There's a difference between going off the rails in a maniacal way, but that's not what's meant here. Tootle is trying to cut his own path - and admittedly he's forgetting his goal for the day, but he's also having fun, and finding out new things that he would never learn were he to rigidly follow those rails. As long as they were re-doing this anyway, a better story would have been to have him complete his task for the day, and then to sneak off the rails after hours and go do his own thing. A book like that, I could have got with.

I know there's a lot been said lately about staying in lanes - a lot of misogynistic crap included - but not all of the commentary on that has been well thought-through. I read an article titled "Gender Norms: The Problem With The 'Stay in Your Lane' Phenemenon," written by by Kourtney Kell where she actually wrote: "Was it because I thought I was going to get hit on? No, I wasn't even wearing makeup." This suggests to me that Kell seems to think she's ugly - or at least unattractive - without make-up. What? Talk about staying in your lane! I quit reading that article right there.

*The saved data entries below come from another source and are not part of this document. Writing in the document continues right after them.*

//! Market data acquisition

pub mod market;
pub mod provider;

pub use market::{MarketData, MarketDataRequest};
pub use provider::{DataError, InMemoryDataSource, MarketDataSource};
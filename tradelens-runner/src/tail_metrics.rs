//! Tail risk metrics — value at risk, expected shortfall, skewness, kurtosis.
//!
//! All functions are pure: period returns in, scalar out. Too few observations
//! yield `None` so the report can omit the row instead of printing noise.

use serde::{Deserialize, Serialize};

use crate::metrics::{mean_f64, sort_f64, std_dev};

/// Minimum number of return observations for VaR, ES and the moment statistics.
pub const MIN_RETURN_OBSERVATIONS: usize = 20;

/// Distribution shape statistics of a return series.
#[derive(Debug, Clone, Serialize, Deserialize)]
pub struct TailMetrics {
    /// Third standardized moment. Negative = heavier left tail.
    pub skewness: Option<f64>,

    /// Fourth standardized moment minus 3. Positive = fatter tails than normal.
    pub kurtosis: Option<f64>,

    /// Downside deviation over total deviation. Above 1.0 the losses dominate.
    pub downside_deviation_ratio: Option<f64>,

    pub sample_size: usize,
}

pub fn compute_tail_metrics(returns: &[f64]) -> TailMetrics {
    let n = returns.len();
    if n < MIN_RETURN_OBSERVATIONS {
        return TailMetrics {
            skewness: None,
            kurtosis: None,
            downside_deviation_ratio: None,
            sample_size: n,
        };
    }
    TailMetrics {
        skewness: skewness(returns),
        kurtosis: excess_kurtosis(returns),
        downside_deviation_ratio: downside_deviation_ratio(returns),
        sample_size: n,
    }
}

/// Value at risk and expected shortfall at one confidence level.
///
/// All figures are positive loss fractions scaled to `horizon_days` by the
/// square root of time.
#[derive(Debug, Clone, PartialEq, Serialize, Deserialize)]
pub struct VarLevel {
    pub confidence: f64,
    pub horizon_days: u32,
    pub var_historical: Option<f64>,
    pub var_parametric: Option<f64>,
    pub expected_shortfall: Option<f64>,
}

pub fn value_at_risk(returns: &[f64], confidence: f64, horizon_days: u32) -> VarLevel {
    let mut level = VarLevel {
        confidence,
        horizon_days,
        var_historical: None,
        var_parametric: None,
        expected_shortfall: None,
    };
    if returns.len() < MIN_RETURN_OBSERVATIONS || !(confidence > 0.0 && confidence < 1.0) {
        return level;
    }
    let scale = f64::from(horizon_days.max(1)).sqrt();

    let mut sorted = returns.to_vec();
    sort_f64(&mut sorted);
    let idx = ((sorted.len() as f64 * (1.0 - confidence)).floor() as usize).min(sorted.len() - 1);
    level.var_historical = Some(-sorted[idx] * scale);
    level.expected_shortfall = Some(-mean_f64(&sorted[..=idx]) * scale);

    let sd = std_dev(returns);
    if sd > 1e-15 {
        let z = inverse_normal_cdf(1.0 - confidence);
        level.var_parametric = Some(-(mean_f64(returns) + z * sd) * scale);
    }
    level
}

/// Skewness: mean of cubed standardized deviations.
pub fn skewness(returns: &[f64]) -> Option<f64> {
    if returns.len() < 3 {
        return None;
    }
    let n = returns.len() as f64;
    let mean = mean_f64(returns);
    let std = std_dev(returns);
    if std < 1e-15 {
        return Some(0.0);
    }
    Some(returns.iter().map(|r| ((r - mean) / std).powi(3)).sum::<f64>() / n)
}

/// Excess kurtosis: mean of standardized deviations to the fourth, minus 3.
pub fn excess_kurtosis(returns: &[f64]) -> Option<f64> {
    if returns.len() < 4 {
        return None;
    }
    let n = returns.len() as f64;
    let mean = mean_f64(returns);
    let std = std_dev(returns);
    if std < 1e-15 {
        return Some(0.0);
    }
    Some(returns.iter().map(|r| ((r - mean) / std).powi(4)).sum::<f64>() / n - 3.0)
}

/// Downside deviation (zero target, full-sample denominator) over total deviation.
pub fn downside_deviation_ratio(returns: &[f64]) -> Option<f64> {
    if returns.len() < 2 {
        return None;
    }
    let total_std = std_dev(returns);
    if total_std < 1e-15 {
        return Some(0.0);
    }
    let n = returns.len() as f64;
    let downside_sq_sum: f64 = returns.iter().filter(|&&r| r < 0.0).map(|r| r * r).sum();
    Some((downside_sq_sum / n).sqrt() / total_std)
}

// ─── Normal distribution ────────────────────────────────────────────

/// Standard normal PDF.
#[inline]
pub fn normal_pdf(x: f64) -> f64 {
    const INV_SQRT_2PI: f64 = 0.398_942_280_401_432_7;
    INV_SQRT_2PI * (-0.5 * x * x).exp()
}

/// Standard normal CDF via Abramowitz & Stegun 26.2.17. Max error < 7.5e-8.
pub fn normal_cdf(x: f64) -> f64 {
    if x >= 0.0 {
        const P: f64 = 0.231_641_9;
        const B: [f64; 5] = [0.319_381_530, -0.356_563_782, 1.781_477_937, -1.821_255_978, 1.330_274_429];
        let t = 1.0 / (1.0 + P * x);
        let poly = B.iter().rev().fold(0.0, |acc, b| (acc + b) * t);
        1.0 - normal_pdf(x) * poly
    } else {
        1.0 - normal_cdf(-x)
    }
}

/// Inverse standard normal CDF (Acklam's rational approximation, rel. error < 1.2e-9).
pub fn inverse_normal_cdf(p: f64) -> f64 {
    const A: [f64; 6] = [
        -3.969_683_028_665_376e1,
        2.209_460_984_245_205e2,
        -2.759_285_104_469_687e2,
        1.383_577_518_672_69e2,
        -3.066_479_806_614_716e1,
        2.506_628_277_459_239,
    ];
    const B: [f64; 5] = [
        -5.447_609_879_822_406e1,
        1.615_858_368_580_409e2,
        -1.556_989_798_598_866e2,
        6.680_131_188_771_972e1,
        -1.328_068_155_288_572e1,
    ];
    const C: [f64; 6] = [
        -7.784_894_002_430_293e-3,
        -3.223_964_580_411_365e-1,
        -2.400_758_277_161_838,
        -2.549_732_539_343_734,
        4.374_664_141_464_968,
        2.938_163_982_698_783,
    ];
    const D: [f64; 4] = [
        7.784_695_709_041_462e-3,
        3.224_671_290_700_398e-1,
        2.445_134_137_142_996,
        3.754_408_661_907_416,
    ];
    const P_LOW: f64 = 0.024_25;

    if p <= 0.0 {
        return f64::NEG_INFINITY;
    }
    if p >= 1.0 {
        return f64::INFINITY;
    }

    let tail = |q: f64| {
        (((((C[0] * q + C[1]) * q + C[2]) * q + C[3]) * q + C[4]) * q + C[5])
            / ((((D[0] * q + D[1]) * q + D[2]) * q + D[3]) * q + 1.0)
    };

    if p < P_LOW {
        tail((-2.0 * p.ln()).sqrt())
    } else if p <= 1.0 - P_LOW {
        let q = p - 0.5;
        let r = q * q;
        (((((A[0] * r + A[1]) * r + A[2]) * r + A[3]) * r + A[4]) * r + A[5]) * q
            / (((((B[0] * r + B[1]) * r + B[2]) * r + B[3]) * r + B[4]) * r + 1.0)
    } else {
        -tail((-2.0 * (1.0 - p).ln()).sqrt())
    }
}

// ─── Tests ───────────────────────────────────────────────────────────
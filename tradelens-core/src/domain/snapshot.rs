//! Account-level snapshots supplied by the persistence collaborator.

use chrono::NaiveDate;
use serde::{Deserialize, Serialize};

use super::ids::InstrumentId;

/// End-of-day total capital for one account, in base currency.
#[derive(Debug, Clone, PartialEq, Serialize, Deserialize)]
pub struct EquitySummary {
    pub date: NaiveDate,
    #[serde(default)]
    pub account: Option<String>,
    pub total: f64,
}

/// Statement-level position valuation. Used as a price of last resort.
#[derive(Debug, Clone, PartialEq, Serialize, Deserialize)]
pub struct PriorPosition {
    pub date: NaiveDate,
    pub instrument_id: InstrumentId,
    pub price: f64,
    #[serde(default)]
    pub quantity: f64,
    #[serde(default = "one")]
    pub fx_rate_to_base: f64,
}

fn one() -> f64 {
    1.0
}
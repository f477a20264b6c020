//! TradeTracker — per-trade cumulative return path and excursions.
//!
//! Each trade gets a private position book so its P&L and capital are measured in
//! isolation. The cumulative return on any day is cumulative net P&L divided by
//! the largest capital the trade has used so far.

use std::collections::BTreeSet;

use chrono::NaiveDate;
use serde::{Deserialize, Serialize};

use super::config::SimulationConfig;
use super::position::PositionBook;
use crate::data::MarketData;
use crate::domain::{CashTransaction, FxTransaction, Instrument, Order, StrategyId, TagId, Trade, TradeId};

/// Final state of a tracked trade.
#[derive(Debug, Clone, PartialEq, Serialize, Deserialize)]
pub struct TradeResult {
    pub trade_id: TradeId,
    pub name: String,
    pub strategy_id: Option<StrategyId>,
    pub tags: BTreeSet<TagId>,
    pub open: bool,
    /// Cumulative return at the last tracked day.
    pub ret: f64,
    /// Maximum adverse excursion, zero or negative.
    pub mae: f64,
    /// Maximum favorable excursion, zero or positive.
    pub mfe: f64,
    /// Cumulative net P&L in base currency.
    pub pnl: f64,
    pub unrealized_pnl: f64,
    pub unrealized_pnl_long: f64,
    pub unrealized_pnl_short: f64,
    pub peak_capital: f64,
    pub holding_days: i64,
    pub path: Vec<(NaiveDate, f64)>,
}

#[derive(Debug, Clone)]
pub struct TradeTracker {
    trade: Trade,
    book: PositionBook,
    first_date: Option<NaiveDate>,
    close_date: Option<NaiveDate>,
    cumulative_pnl: f64,
    peak_capital: f64,
    path: Vec<(NaiveDate, f64)>,
    mae: f64,
    mfe: f64,
}

impl TradeTracker {
    pub fn new(trade: Trade) -> Self {
        let dates = trade.event_dates();
        let first_date = dates.iter().next().copied();
        let close_date = if trade.open {
            None
        } else {
            dates.iter().next_back().copied()
        };
        Self {
            trade,
            book: PositionBook::new(),
            first_date,
            close_date,
            cumulative_pnl: 0.0,
            peak_capital: 0.0,
            path: Vec::new(),
            mae: 0.0,
            mfe: 0.0,
        }
    }

    pub fn trade(&self) -> &Trade {
        &self.trade
    }

    /// True between the first event and the close date, inclusive.
    pub fn is_active_on(&self, date: NaiveDate) -> bool {
        match self.first_date {
            Some(first) if date >= first => self.close_date.map_or(true, |c| date <= c),
            _ => false,
        }
    }

    pub fn begin_day(&mut self) {
        self.book.begin_day();
    }

    pub fn apply_order(&mut self, order: &Order, instrument: Option<&Instrument>, config: &SimulationConfig) {
        self.book.apply_order(order, instrument, config);
    }

    pub fn apply_cash(&mut self, tx: &CashTransaction) {
        self.book.apply_cash(tx);
    }

    pub fn apply_fx(&mut self, fx: &FxTransaction, config: &SimulationConfig) {
        self.book.apply_fx(fx, config);
    }

    /// Mark the trade's positions. Returns today's cumulative return when active.
    pub fn on_day_close(
        &mut self,
        date: NaiveDate,
        market: &MarketData,
        config: &SimulationConfig,
    ) -> Option<f64> {
        if !self.is_active_on(date) {
            return None;
        }
        let day = self.book.close_day(market, config);
        self.cumulative_pnl += day.net_pnl;
        self.peak_capital = self.peak_capital.max(day.capital());

        let ret = if self.peak_capital > 0.0 {
            self.cumulative_pnl / self.peak_capital
        } else {
            0.0
        };
        self.mae = self.mae.min(ret);
        self.mfe = self.mfe.max(ret);
        self.path.push((date, ret));
        Some(ret)
    }

    pub fn current_return(&self) -> f64 {
        self.path.last().map_or(0.0, |(_, r)| *r)
    }

    pub fn result(&self, as_of: NaiveDate) -> TradeResult {
        let (long, short) = self.book.unrealized_split();
        let end = self.close_date.unwrap_or(as_of);
        TradeResult {
            trade_id: self.trade.id,
            name: self.trade.name.clone(),
            strategy_id: self.trade.strategy_id,
            tags: self.trade.tags.clone(),
            open: self.trade.open,
            ret: self.current_return(),
            mae: self.mae,
            mfe: self.mfe,
            pnl: self.cumulative_pnl,
            unrealized_pnl: long + short,
            unrealized_pnl_long: long,
            unrealized_pnl_short: short,
            peak_capital: self.peak_capital,
            holding_days: self
                .first_date
                .map_or(0, |first| (end - first).num_days().max(0)),
            path: self.path.clone(),
        }
    }
}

But I digress! The bottom line is that while there are certain societal conventions that are broken at one's peril, there is a serious problem with restricting children too much and trying to fit them into a certain box rather than let them choose the box - if any - they'd really like to get into. I know this book was simply intended as a fun young children's book; perhaps it was even intended as a lesson about following rules, but to me, in this day and age, it's far too constricting and I can't commend it as a worthy read.

An Autobiography by Agatha Christie

Rating: WARTY!

Having listened to a few of Christie's books in audiobook format with varying success recently, I got curious about how she worked, how she felt about her books, where her inspiration came from, how she wrote them, that kind of thing, and I have to say my search for those answers went largely unsatisfied! I found four biographies - after a fashion. One was for children, which I thought wasn't bad for its intended audience, but not suitable for my needs. Another was a graphic novel which told a straight-forward story and which I enjoyed, but again not satisfying my real need. A third was a biography that I thought wasn't worth the reading - not at over five hundred pages!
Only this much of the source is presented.